Local experiments timeouts

andreafioraldi commented 3 years ago

I'm running some local bug experiments and I noticed that fuzzbench reports some bugs while AFL++ didn't find any crashes (looking at results/fuzzer-log.txt).

What is the explanation for that? Aren't you looking at the output folder of AFL++ for crashes?

inferno-chromium commented 3 years ago

It does a libfuzzer merge run on entire corpus dir (with crashes subdir) from cloud storage (from that trial run)- https://github.com/google/fuzzbench/blob/78947df34aff867e97a64c89879f3fb37724e506/experiment/measurer/run_coverage.py#L52 and then it captures crashes from that. then it processes them one-by-one for signature/crash params - https://github.com/google/fuzzbench/blob/master/experiment/measurer/measure_manager.py#L512

andreafioraldi commented 3 years ago

Ok so it is possible that a fuzzer doesn't detect a bug but it is reported in the report? You should check crashes only in the crashes/ folder IMHO, but good to know this behavior because a was observing an empty crashes folder for a fuzzer without ASan but bugs reported in the report and I was confused.

andreafioraldi commented 3 years ago

I still don't get why in the report I have 0 bugs for an AFL++ based fuzzer but when I look at results/fuzzer-log.txt there are at least 30 crashes. Now it is possible that all these 30 crashes are duplicated, but then FuzzBench should report at least one bug for that fuzzer.

andreafioraldi commented 3 years ago

AFL++ stores crashes in OUTPUT/default/crashes, is it possible that you are not executing the testcases in this dir when measuring crashes, but only from the queue?

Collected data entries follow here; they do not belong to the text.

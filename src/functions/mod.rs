//! Builtin function catalog.
//!
//! Every entry pairs a value formula with a derivative formula. The derivative
//! receives the argument values and the argument derivatives as parallel
//! slices and applies the chain rule itself. Derivatives only need to be good
//! enough for surface shading, so step functions report `0` and a few entries
//! pick a branch at points where the textbook derivative is undefined.

mod elementary;
mod extrema;
mod rounding;
mod trig;

use std::fmt;

/// How many arguments a function accepts.
#[derive(Debug, Copy, Clone, PartialEq, Eq, Hash)]
pub enum Arity {
    Fixed(usize),
    Variadic { min: usize },
}

impl Arity {
    pub fn accepts(&self, count: usize) -> bool {
        match *self {
            Arity::Fixed(n) => count == n,
            Arity::Variadic { min } => count >= min,
        }
    }
}

impl fmt::Display for Arity {
    fn fmt(&self, f: &mut fmt::Formatter<'_>) -> fmt::Result {
        match self {
            Arity::Fixed(n) => write!(f, "{}", n),
            Arity::Variadic { min } => write!(f, "at least {}", min),
        }
    }
}

pub type ValueFn = fn(&[f64]) -> f64;
pub type DerivativeFn = fn(&[f64], &[f64]) -> f64;

/// Formulas index their arguments positionally, so they are only reachable
/// through [`FunctionId`], which checks the argument count first.
pub struct FunctionDef {
    pub name: &'static str,
    pub arity: Arity,
    value: ValueFn,
    derivative: DerivativeFn,
}

impl fmt::Debug for FunctionDef {
    fn fmt(&self, f: &mut fmt::Formatter<'_>) -> fmt::Result {
        f.debug_struct("FunctionDef")
            .field("name", &self.name)
            .field("arity", &self.arity)
            .finish()
    }
}

const fn def(
    name: &'static str,
    arity: Arity,
    value: ValueFn,
    derivative: DerivativeFn,
) -> FunctionDef {
    FunctionDef {
        name,
        arity,
        value,
        derivative,
    }
}

const UNARY: Arity = Arity::Fixed(1);
const NULLARY: Arity = Arity::Fixed(0);
const VARIADIC: Arity = Arity::Variadic { min: 1 };

/// The catalog. Positions are the stable [`FunctionId`]s, so new entries only
/// ever go at the end.
pub static FUNCTIONS: [FunctionDef; 25] = [
    def("abs", UNARY, elementary::abs, elementary::d_abs),
    def("arccos", UNARY, trig::arccos, trig::d_arccos),
    def("arccot", UNARY, trig::arccot, trig::d_arccot),
    def("arccsc", UNARY, trig::arccsc, trig::d_arccsc),
    def("arcsec", UNARY, trig::arcsec, trig::d_arcsec),
    def("arcsin", UNARY, trig::arcsin, trig::d_arcsin),
    def("arctan", UNARY, trig::arctan, trig::d_arctan),
    def("ceil", UNARY, rounding::ceil, elementary::zero),
    def("cos", UNARY, trig::cos, trig::d_cos),
    def("cot", UNARY, trig::cot, trig::d_cot),
    def("csc", UNARY, trig::csc, trig::d_csc),
    def("floor", UNARY, rounding::floor, elementary::zero),
    def("max", VARIADIC, extrema::max, extrema::d_max),
    def("min", VARIADIC, extrema::min, extrema::d_min),
    def("mod", Arity::Fixed(2), rounding::modulo, rounding::d_modulo),
    def("round", UNARY, rounding::round, elementary::zero),
    def("sec", UNARY, trig::sec, trig::d_sec),
    def("sin", UNARY, trig::sin, trig::d_sin),
    def("sqr", UNARY, elementary::sqr, elementary::d_sqr),
    def("sqrt", UNARY, elementary::sqrt, elementary::d_sqrt),
    def("tan", UNARY, trig::tan, trig::d_tan),
    def("exp", UNARY, elementary::exp, elementary::d_exp),
    def("ln", UNARY, elementary::ln, elementary::d_ln),
    def("pi", NULLARY, elementary::pi, elementary::zero),
    def("e", NULLARY, elementary::e, elementary::zero),
];

/// Index of an entry in [`FUNCTIONS`].
#[derive(Debug, Copy, Clone, PartialEq, Eq, Hash, PartialOrd, Ord)]
pub struct FunctionId(usize);

impl FunctionId {
    /// Case-insensitive lookup by name.
    pub fn lookup(name: &str) -> Option<FunctionId> {
        FUNCTIONS
            .iter()
            .position(|def| def.name.eq_ignore_ascii_case(name))
            .map(FunctionId)
    }

    pub fn from_index(index: usize) -> Option<FunctionId> {
        (index < FUNCTIONS.len()).then_some(FunctionId(index))
    }

    pub fn index(self) -> usize {
        self.0
    }

    pub fn def(self) -> &'static FunctionDef {
        &FUNCTIONS[self.0]
    }

    pub fn name(self) -> &'static str {
        self.def().name
    }

    pub fn arity(self) -> Arity {
        self.def().arity
    }

    /// NaN when `args` does not fit the arity.
    pub fn value(self, args: &[f64]) -> f64 {
        if !self.arity().accepts(args.len()) {
            return f64::NAN;
        }
        (self.def().value)(args)
    }

    /// NaN when `args` does not fit the arity or `dargs` is not parallel to it.
    pub fn derivative(self, args: &[f64], dargs: &[f64]) -> f64 {
        if !self.arity().accepts(args.len()) || dargs.len() != args.len() {
            return f64::NAN;
        }
        (self.def().derivative)(args, dargs)
    }
}

/// Names of every builtin, in id order.
pub fn names() -> impl Iterator<Item = &'static str> {
    FUNCTIONS.iter().map(|def| def.name)
}

#[cfg(test)]
mod tests {
    use super::*;

    #[test]
    fn test_lookup_is_case_insensitive() {
        assert_eq!(FunctionId::lookup("SIN"), FunctionId::lookup("sin"));
        assert_eq!(FunctionId::lookup("Max").map(FunctionId::index), Some(12));
        assert_eq!(FunctionId::lookup("sinh"), None);
        assert_eq!(FunctionId::lookup(""), None);
    }

    #[test]
    fn test_ids_are_stable() {
        let expected = [
            "abs", "arccos", "arccot", "arccsc", "arcsec", "arcsin", "arctan", "ceil", "cos",
            "cot", "csc", "floor", "max", "min", "mod", "round", "sec", "sin", "sqr", "sqrt",
            "tan", "exp", "ln", "pi", "e",
        ];
        assert_eq!(names().collect::<Vec<_>>(), expected);
        for (i, name) in expected.iter().enumerate() {
            assert_eq!(FunctionId::lookup(name).map(FunctionId::index), Some(i));
        }
    }

    #[test]
    fn test_arity_rules() {
        let max = FunctionId::lookup("max").unwrap();
        assert!(!max.arity().accepts(0));
        assert!(max.arity().accepts(1));
        assert!(max.arity().accepts(12));

        let modulo = FunctionId::lookup("mod").unwrap();
        assert!(modulo.arity().accepts(2));
        assert!(!modulo.arity().accepts(1));

        let pi = FunctionId::lookup("pi").unwrap();
        assert!(pi.arity().accepts(0));
        assert!(!pi.arity().accepts(1));
    }

    #[test]
    fn test_dispatch() {
        let sqr = FunctionId::lookup("sqr").unwrap();
        assert_eq!(sqr.value(&[3.0]), 9.0);
        assert_eq!(sqr.derivative(&[3.0], &[1.0]), 6.0);

        let floor = FunctionId::lookup("floor").unwrap();
        assert_eq!(floor.derivative(&[3.7], &[1.0]), 0.0);
    }

    #[test]
    fn test_dispatch_rejects_wrong_argument_count() {
        let sin = FunctionId::lookup("sin").unwrap();
        assert!(sin.value(&[]).is_nan());
        assert!(sin.derivative(&[], &[]).is_nan());
        assert!(sin.value(&[1.0, 2.0]).is_nan());

        let modulo = FunctionId::lookup("mod").unwrap();
        assert!(modulo.value(&[5.0]).is_nan());
        assert!(modulo.derivative(&[5.0, 2.0], &[1.0]).is_nan());
        assert_eq!(modulo.value(&[5.0, 2.0]), 1.0);

        let max = FunctionId::lookup("max").unwrap();
        assert!(max.value(&[]).is_nan());
        assert_eq!(max.value(&[1.0, 3.0, 2.0]), 3.0);
    }

    #[test]
    fn test_from_index_bounds() {
        assert_eq!(FunctionId::from_index(24).map(FunctionId::name), Some("e"));
        assert_eq!(FunctionId::from_index(25), None);
    }
}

andreafioraldi commented 3 years ago

From what I'm understanding (correct me please) you extract the corpus tar.gz, the for AFL++ contains a directory struct of type corpus/default/{queue, crashes, hangs}, here, then you run libfuzzer merge here. This is ok as you said it executes the crashes subdir too, but I'm perplex about the mem limit and the timeout.

I'm hitting this problem on aspell, that seems a slow target (there are a lot of hanging testcases in AFL++) and so there is the possibility that libfuzzer is considering the crashing inputs found by AFL++ as timeouts. I'm right?

andreafioraldi commented 3 years ago

I'm going to increase the mem limit and the timeout and update you then, my suggestion is also to exclude the hangs subdir to speedup the merge process.

andreafioraldi commented 3 years ago

This seems a bug because it does not recurse the subdirs (I guess is should be os.walk instead of os.listdir)

andreafioraldi commented 3 years ago

I think that every snashot you are executing again the merge over the entire corpus and so the MAX_TOTAL_TIME timeout on merge stops libfuzzer https://github.com/google/fuzzbench/blob/d8d1a982463057b446c9dd9f1e6ecd8853e62f44/experiment/measurer/run_coverage.py#L63

I'm hitting this problem on my new AFL++ configuration because aspell is slow and I'm generating more testcases in the queue compared to normal AFL++. But this IMO this is a bug of Fuzzbench.

jonathanmetzman commented 3 years ago

This seems a bug because it does not recurse the subdirs (I guess is should be os.walk instead of os.listdir)

I don't think this is a bug. We extract the corpus zip into that directory here. If you look at the definition of extract_corpus to me it looks like we do extract all of the files, regardless of subdirectories.

So I'd guess the reason why Fuzzbench doesn't recognize crashes as such is because of the max_total_time.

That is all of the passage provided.